- From: Felix Sasaki <fsasaki@w3.org>
- Date: Sun, 03 Feb 2013 23:59:14 +0100
- To: "public-multilingualweb-lt-comments@w3.org" <public-multilingualweb-lt-comments@w3.org>, "Lieske, Christian" <christian.lieske@sap.com>
Hi Christian, I had tried to foster a discussion on a solution about 3b at http://lists.w3.org/Archives/Public/public-multilingualweb-lt/2013Jan/0210.html and http://lists.w3.org/Archives/Public/public-multilingualweb-lt/2013Jan/0243.html but we didn't get to it yet. We have now an action for shaun to work on a BP for normalization https://www.w3.org/International/multilingualweb/lt/track/actions/430 So here asking explicitly: Would such a BP note also resolve issue-73, comment 3? Repeated below: [Input and output have to consider Unicode Normalization Forms/Unicode Equivalence (e.g. so that the algorithm does produce identical results for sentences that contain "Äffin" and "A\u0308ffin")] Note that the i18n WG itself who is pushing for normalization on the Web is not asking to make it a normative requirement, but rather a recommendation - see citation from http://www.unicode.org/mail-arch/unicode-ml/y2013-m02/0007.html [The current consensus is that early uniform normalization is not required for the generation of content, that "late normalization" (when comparing strings) is also not required, and that both of these cases are ingrained in the fabric of Web technologies in a way that makes it difficult to change them.
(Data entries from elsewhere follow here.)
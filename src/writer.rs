//! BRIO encoder.
//!
//! [`BrioWriter`] appends tagged encodings to an owned byte buffer. The
//! encoder always emits canonical bytes: the smallest varint class, the
//! smallest number form that holds the value exactly, and the packed ref
//! form whenever the id has the canonical hex shape.
//!
//! In the default lenient mode a value the wire format cannot carry (for
//! instance a date outside the 16-bit year range) is written as its
//! display string instead; strict mode turns that into an error.

use crate::reader::EPOCH_SECS;
use crate::value::{Dict, Number, Value};
use crate::{Error, Result, control, varint};

const EPOCH_NANOS: i64 = EPOCH_SECS * 1_000_000_000;

/// Encoder owning its output buffer.
#[derive(Default)]
pub struct BrioWriter {
    buf: Vec<u8>,
    strict: bool,
}

impl BrioWriter {
    /// New lenient writer with an empty buffer.
    pub fn new() -> BrioWriter {
        BrioWriter::default()
    }

    /// Set strict mode. Strict writers fail on unencodable values instead
    /// of coercing them to display strings.
    pub fn set_strict(&mut self, strict: bool) {
        self.strict = strict;
    }

    /// Encode one value to bytes.
    pub fn to_bytes(val: &Value) -> Result<Vec<u8>> {
        let mut w = BrioWriter::new();
        w.write_val(val)?;
        Ok(w.into_bytes())
    }

    /// The bytes written so far.
    pub fn bytes(&self) -> &[u8] {
        &self.buf
    }

    /// Consume the writer, returning its buffer.
    pub fn into_bytes(self) -> Vec<u8> {
        self.buf
    }

    /// Append the tagged encoding of `val`.
    pub fn write_val(&mut self, val: &Value) -> Result<()> {
        let mark = self.buf.len();
        match self.encode_val(val) {
            Err(Error::EncodeUnsupported { .. }) if !self.strict => {
                // Drop the partial encoding and coerce.
                self.buf.truncate(mark);
                self.buf.push(control::STR);
                self.encode_str(&val.to_string());
                Ok(())
            }
            other => other,
        }
    }

    fn encode_val(&mut self, val: &Value) -> Result<()> {
        match val {
            Value::Null => self.buf.push(control::NULL),
            Value::Marker => self.buf.push(control::MARKER),
            Value::Na => self.buf.push(control::NA),
            Value::Remove => self.buf.push(control::REMOVE),
            Value::Bool(false) => self.buf.push(control::FALSE),
            Value::Bool(true) => self.buf.push(control::TRUE),
            Value::Number(n) => self.write_number(n),
            Value::Str(s) => {
                self.buf.push(control::STR);
                self.encode_str(s);
            }
            Value::Uri(u) => {
                self.buf.push(control::URI);
                self.encode_str(u);
            }
            Value::Ref(r) => {
                match r.handle() {
                    Some(handle) => {
                        self.buf.push(control::REF_I8);
                        self.buf.extend_from_slice(&handle.to_be_bytes());
                    }
                    None => {
                        self.buf.push(control::REF_STR);
                        self.encode_str(r.id());
                    }
                }
                // The display string is always present, raw and
                // character-counted, in both ref forms.
                self.encode_str_chars(r.dis().unwrap_or(""));
            }
            Value::Date(d) => {
                use chrono::Datelike;
                let y = i16::try_from(d.year()).map_err(|_| Error::EncodeUnsupported {
                    what: format!("date year {}", d.year()),
                })?;
                self.buf.push(control::DATE);
                self.buf.extend_from_slice(&y.to_be_bytes());
                self.buf.push(d.month() as u8);
                self.buf.push(d.day() as u8);
            }
            Value::Time(t) => {
                use chrono::Timelike;
                let millis = t.hour() * 3_600_000
                    + t.minute() * 60_000
                    + t.second() * 1000
                    + t.nanosecond() / 1_000_000;
                self.buf.push(control::TIME);
                self.buf.extend_from_slice(&millis.to_be_bytes());
            }
            Value::DateTime(dt) => self.write_datetime(dt)?,
            Value::Coord(c) => {
                self.buf.push(control::COORD);
                self.buf.extend_from_slice(&c.pack().to_be_bytes());
            }
            Value::Buf(b) => {
                self.buf.push(control::BUF);
                varint::encode(&mut self.buf, b.len() as i64);
                self.buf.extend_from_slice(b);
            }
            Value::Dict(d) => self.write_dict(d)?,
            Value::List(l) => {
                if l.is_empty() {
                    self.buf.push(control::LIST_EMPTY);
                } else {
                    self.buf.push(control::LIST);
                    self.buf.push(b'[');
                    varint::encode(&mut self.buf, l.len() as i64);
                    for item in l {
                        self.write_val(item)?;
                    }
                    self.buf.push(b']');
                }
            }
            Value::Grid(g) => {
                self.buf.push(control::GRID);
                self.buf.push(b'<');
                varint::encode(&mut self.buf, g.cols().len() as i64);
                varint::encode(&mut self.buf, g.size() as i64);
                self.write_dict(g.meta())?;
                for col in g.cols() {
                    self.encode_str(col.name());
                    self.write_dict(col.meta())?;
                }
                for row in g.rows() {
                    for cell in row {
                        self.write_val(cell)?;
                    }
                }
                self.buf.push(b'>');
            }
            Value::NDArray(a) => {
                // The shape invariant is guaranteed at construction.
                let mut bytes = Vec::with_capacity(a.data().len() * 8);
                for v in a.data() {
                    bytes.extend_from_slice(&v.to_be_bytes());
                }
                let mut spec = Dict::new();
                spec.insert("ndarray".into(), Value::Marker);
                spec.insert("r".into(), Value::from(a.rows() as i64));
                spec.insert("c".into(), Value::from(a.cols() as i64));
                spec.insert("bytes".into(), Value::Buf(bytes));
                self.write_dict(&spec)?;
            }
        }
        Ok(())
    }

    /// Smallest number form that holds the value exactly: i2 or i4 for
    /// integral values in range, f8 otherwise. The unit string follows in
    /// all three forms.
    fn write_number(&mut self, n: &Number) {
        let v = n.val;
        if v.fract() == 0.0 && (-32_767.0..=32_767.0).contains(&v) {
            self.buf.push(control::NUM_I2);
            self.buf.extend_from_slice(&(v as i16).to_be_bytes());
        } else if v.fract() == 0.0 && (-2_147_483_648.0..=2_147_483_647.0).contains(&v) {
            self.buf.push(control::NUM_I4);
            self.buf.extend_from_slice(&(v as i32).to_be_bytes());
        } else {
            self.buf.push(control::NUM_F8);
            self.buf.extend_from_slice(&v.to_be_bytes());
        }
        self.encode_str(n.unit.as_deref().unwrap_or(""));
    }

    /// Seconds form when the instant is whole seconds that fit an i4,
    /// nanosecond form otherwise. Pure integer arithmetic; no float ticks.
    fn write_datetime(&mut self, dt: &chrono::DateTime<chrono_tz::Tz>) -> Result<()> {
        let nanos = dt
            .timestamp_nanos_opt()
            .and_then(|n| n.checked_sub(EPOCH_NANOS))
            .ok_or_else(|| Error::EncodeUnsupported {
                what: format!("datetime {dt} out of range"),
            })?;

        // Wire names are short: the last path segment of the zone name.
        let full = dt.timezone().name();
        let short = match full.rfind('/') {
            Some(i) => &full[i + 1..],
            None => full,
        };

        let secs = nanos / 1_000_000_000;
        match (nanos % 1_000_000_000 == 0, i32::try_from(secs)) {
            (true, Ok(secs)) => {
                self.buf.push(control::DATE_TIME_I4);
                self.buf.extend_from_slice(&secs.to_be_bytes());
            }
            _ => {
                self.buf.push(control::DATE_TIME_I8);
                self.buf.extend_from_slice(&nanos.to_be_bytes());
            }
        }
        self.encode_str(short);
        Ok(())
    }

    /// Dict body with null-valued entries skipped, both from the count
    /// and from the payload.
    fn write_dict(&mut self, d: &Dict) -> Result<()> {
        if d.is_empty() {
            self.buf.push(control::DICT_EMPTY);
            return Ok(());
        }
        self.buf.push(control::DICT);
        self.buf.push(b'{');
        let count = d.values().filter(|v| **v != Value::Null).count();
        varint::encode(&mut self.buf, count as i64);
        for (k, v) in d {
            if *v != Value::Null {
                self.encode_str(k);
                self.write_val(v)?;
            }
        }
        self.buf.push(b'}');
        Ok(())
    }

    /// Tagged string: −1 sentinel, then the character-counted payload.
    fn encode_str(&mut self, s: &str) {
        varint::encode(&mut self.buf, -1);
        self.encode_str_chars(s);
    }

    /// Raw string: character count (code points, not bytes), then the
    /// UTF-8 bytes.
    fn encode_str_chars(&mut self, s: &str) {
        varint::encode(&mut self.buf, s.chars().count() as i64);
        self.buf.extend_from_slice(s.as_bytes());
    }
}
Thus, content authors and users are cautioned to use a *consistent* character sequences in their content, with NFC being generally recommended as one way to ensure this. In point of fact, for most languages in most scripts, content tends to be in form NFC. But you can't count on it. And far from being dead, other normalization forms like NFD are useful for various kinds of processing. ] Best, Felix
Received on Sunday, 3 February 2013 22:59:37 UTC